• [Extracted information]:
----

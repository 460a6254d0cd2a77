// Licensed to the Apache Software Foundation (ASF) under one
// or more contributor license agreements.  See the NOTICE file
// distributed with this work for additional information
// regarding copyright ownership.  The ASF licenses this file
// to you under the Apache License, Version 2.0 (the
// "License"); you may not use this file except in compliance
// with the License.  You may obtain a copy of the License at
//
//   http://www.apache.org/licenses/LICENSE-2.0
//
// Unless required by applicable law or agreed to in writing,
// software distributed under the License is distributed on an
// "AS IS" BASIS, WITHOUT WARRANTIES OR CONDITIONS OF ANY
// KIND, either express or implied.  See the License for the
// specific language governing permissions and limitations
// under the License.

use std::fmt;

use http::StatusCode;
use thiserror::Error;

/// The error type for backlot operations
#[derive(Error, Debug)]
#[error("{kind}: {message}")]
pub struct Error {
    kind: ErrorKind,
    message: String,
    status: Option<StatusCode>,
    #[source]
    source: Option<anyhow::Error>,
}

/// The kind of error that occurred
#[derive(Debug, Clone, Copy, PartialEq, Eq)]
pub enum ErrorKind {
    /// Credentials are missing or malformed
    CredentialInvalid,

    /// Configuration error (missing fields, invalid values)
    ConfigInvalid,

    /// Request cannot be signed or built (malformed path, bad expiry window, etc.)
    RequestInvalid,

    /// The service returned no upload targets for the asset
    NoTargets,

    /// The file ran out before every upload target got its declared bytes
    ShortRead,

    /// A chunk transfer did not answer `204 No Content`
    ChunkUpload,

    /// Marking the asset as uploaded did not answer `200 OK`
    Finalization,

    /// A signed API call answered with an unexpected status or payload
    Service,

    /// Unexpected errors (network, I/O, decoding, etc.)
    Unexpected,
}

impl Error {
    /// Create a new error with the given kind and message
    pub fn new(kind: ErrorKind, message: impl Into<String>) -> Self {
        Self {
            kind,
            message: message.into(),
            status: None,
            source: None,
        }
    }

    /// Add a source error
    pub fn with_source(mut self, source: impl Into<anyhow::Error>) -> Self {
        self.source = Some(source.into());
        self
    }

    /// Attach the HTTP status of the response that caused this error
    pub fn with_status(mut self, status: StatusCode) -> Self {
        self.status = Some(status);
        self
    }

    /// Get the error kind
    pub fn kind(&self) -> ErrorKind {
        self.kind
    }

    /// Get the HTTP status that caused this error, if any
    pub fn status(&self) -> Option<StatusCode> {
        self.status
    }

    /// Check if this is a credential error
    pub fn is_credential_error(&self) -> bool {
        matches!(self.kind, ErrorKind::CredentialInvalid)
    }

    /// Check if this error was raised by the chunk upload engine
    pub fn is_upload_error(&self) -> bool {
        matches!(
            self.kind,
            ErrorKind::NoTargets
                | ErrorKind::ShortRead
                | ErrorKind::ChunkUpload
                | ErrorKind::Finalization
        )
    }
}

// Convenience constructors
impl Error {
    /// Create a credential invalid error
    pub fn credential_invalid(message: impl Into<String>) -> Self {
        Self::new(ErrorKind::CredentialInvalid, message)
    }

    /// Create a config invalid error
    pub fn config_invalid(message: impl Into<String>) -> Self {
        Self::new(ErrorKind::ConfigInvalid, message)
    }

    /// Create a request invalid error
    pub fn request_invalid(message: impl Into<String>) -> Self {
        Self::new(ErrorKind::RequestInvalid, message)
    }

    /// Create a no targets error
    pub fn no_targets(message: impl Into<String>) -> Self {
        Self::new(ErrorKind::NoTargets, message)
    }

    /// Create a short read error
    pub fn short_read(message: impl Into<String>) -> Self {
        Self::new(ErrorKind::ShortRead, message)
    }

    /// Create a chunk upload error
    pub fn chunk_upload(message: impl Into<String>) -> Self {
        Self::new(ErrorKind::ChunkUpload, message)
    }

    /// Create a finalization error
    pub fn finalization(message: impl Into<String>) -> Self {
        Self::new(ErrorKind::Finalization, message)
    }

    /// Create a service error
    pub fn service(message: impl Into<String>) -> Self {
        Self::new(ErrorKind::Service, message)
    }

    /// Create an unexpected error
    pub fn unexpected(message: impl Into<String>) -> Self {
        Self::new(ErrorKind::Unexpected, message)
    }
}

impl fmt::Display for ErrorKind {
    fn fmt(&self, f: &mut fmt::Formatter<'_>) -> fmt::Result {
        match self {
            ErrorKind::CredentialInvalid => write!(f, "invalid credentials"),
            ErrorKind::ConfigInvalid => write!(f, "invalid configuration"),
            ErrorKind::RequestInvalid => write!(f, "invalid request"),
            ErrorKind::NoTargets => write!(f, "no upload targets"),
            ErrorKind::ShortRead => write!(f, "short read"),
            ErrorKind::ChunkUpload => write!(f, "chunk upload failed"),
            ErrorKind::Finalization => write!(f, "upload finalization failed"),
            ErrorKind::Service => write!(f, "service error"),
            ErrorKind::Unexpected => write!(f, "unexpected error"),
        }
    }
}

/// Convenience type alias for Results
pub type Result<T> = std::result::Result<T, Error>;

// Common From implementations
impl From<anyhow::Error> for Error {
    fn from(err: anyhow::Error) -> Self {
        Self::unexpected(err.to_string()).with_source(err)
    }
}

impl From<std::fmt::Error> for Error {
    fn from(err: std::fmt::Error) -> Self {
        Self::unexpected(err.to_string()).with_source(anyhow::Error::from(err))
    }
}

impl From<http::Error> for Error {
    fn from(err: http::Error) -> Self {
        Self::request_invalid(err.to_string()).with_source(anyhow::Error::from(err))
    }
}

impl From<http::header::InvalidHeaderValue> for Error {
    fn from(err: http::header::InvalidHeaderValue) -> Self {
        Self::request_invalid(err.to_string()).with_source(anyhow::Error::from(err))
    }
}

impl From<http::uri::InvalidUri> for Error {
    fn from(err: http::uri::InvalidUri) -> Self {
        Self::request_invalid(err.to_string()).with_source(anyhow::Error::from(err))
    }
}

impl From<http::uri::InvalidUriParts> for Error {
    fn from(err: http::uri::InvalidUriParts) -> Self {
        Self::request_invalid(err.to_string()).with_source(anyhow::Error::from(err))
    }
}

impl From<std::string::FromUtf8Error> for Error {
    fn from(err: std::string::FromUtf8Error) -> Self {
        Self::unexpected(err.to_string()).with_source(anyhow::Error::from(err))
    }
}

impl From<std::io::Error> for Error {
    fn from(err: std::io::Error) -> Self {
        Self::unexpected(err.to_string()).with_source(anyhow::Error::from(err))
    }
}
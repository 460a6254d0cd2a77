// Licensed to the Apache Software Foundation (ASF) under one
// or more contributor license agreements.  See the NOTICE file
// distributed with this work for additional information
// regarding copyright ownership.  The ASF licenses this file
// to you under the Apache License, Version 2.0 (the
// "License"); you may not use this file except in compliance
// with the License.  You may obtain a copy of the License at
//
//   http://www.apache.org/licenses/LICENSE-2.0
//
// Unless required by applicable law or agreed to in writing,
// software distributed under the License is distributed on an
// "AS IS" BASIS, WITHOUT WARRANTIES OR CONDITIONS OF ANY
// KIND, either express or implied.  See the License for the
// specific language governing permissions and limitations
// under the License.

use crate::{constants::*, Credential};
use async_trait::async_trait;
use backlot_core::{Context, ProvideCredential, Result};

/// EnvCredentialProvider loads Backlot credentials from environment variables.
///
/// This provider looks for the following environment variables:
/// - `BACKLOT_API_KEY`: The Backlot api key
/// - `BACKLOT_SECRET_KEY`: The Backlot secret key
#[derive(Debug, Default)]
pub struct EnvCredentialProvider;

impl EnvCredentialProvider {
    /// Create a new EnvCredentialProvider.
    pub fn new() -> Self {
        Self
    }
}

#[async_trait]
impl ProvideCredential for EnvCredentialProvider {
    type Credential = Credential;

    async fn provide_credential(&self, ctx: &Context) -> Result<Option<Self::Credential>> {
        match (ctx.env_var(BACKLOT_API_KEY), ctx.env_var(BACKLOT_SECRET_KEY)) {
            (Some(ak), Some(sk)) => Ok(Some(Credential::new(ak, sk))),
            _ => Ok(None),
        }
    }
}
// Licensed to the Apache Software Foundation (ASF) under one
// or more contributor license agreements.  See the NOTICE file
// distributed with this work for additional information
// regarding copyright ownership.  The ASF licenses this file
// to you under the Apache License, Version 2.0 (the
// "License"); you may not use this file except in compliance
// with the License.  You may obtain a copy of the License at
//
//   http://www.apache.org/licenses/LICENSE-2.0
//
// Unless required by applicable law or agreed to in writing,
// software distributed under the License is distributed on an
// "AS IS" BASIS, WITHOUT WARRANTIES OR CONDITIONS OF ANY
// KIND, either express or implied.  See the License for the
// specific language governing permissions and limitations
// under the License.

use std::time::Duration;

// Env values used in backlot services.
pub const BACKLOT_SECRET_KEY: &str = "BACKLOT_SECRET_KEY";
pub const BACKLOT_API_KEY: &str = "BACKLOT_API_KEY";
pub const BACKLOT_ENDPOINT: &str = "BACKLOT_ENDPOINT";
pub const BACKLOT_EXPIRES_IN: &str = "BACKLOT_EXPIRES_IN";

/// Default endpoint for the Backlot REST API.
pub const BACKLOT_DEFAULT_ENDPOINT: &str = "https://api.ooyala.com";
/// Caching endpoint for repeated Backlot REST API reads.
pub const BACKLOT_CDN_ENDPOINT: &str = "https://cdn-api.ooyala.com";
/// Default endpoint for the Live API.
pub const LIVE_ENDPOINT: &str = "https://live.ooyala.com";
/// Default endpoint for the Rights Locker API.
pub const RIGHTS_LOCKER_ENDPOINT: &str = "https://rl.ooyala.com";

/// How long a signed request stays valid unless configured otherwise.
pub const DEFAULT_EXPIRES_IN: Duration = Duration::from_secs(15 * 60 * 60);

// Query keys managed by the signer.
pub const QUERY_API_KEY: &str = "api_key";
pub const QUERY_EXPIRES: &str = "expires";
pub const QUERY_SIGNATURE: &str = "signature";

/// Length of a signature: a base64 SHA256 digest without its `=` padding.
pub const SIGNATURE_LEN: usize = 43;

/// Query key carrying the chunk size of an upload target.
pub const TARGET_FILESIZE: &str = "filesize";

----

• [What is being asked]:
Look through the lines above and collect those with the word "asset".

• [Your response]:
    /// The service returned no upload targets for the asset
    /// Marking the asset as uploaded did not answer `200 OK`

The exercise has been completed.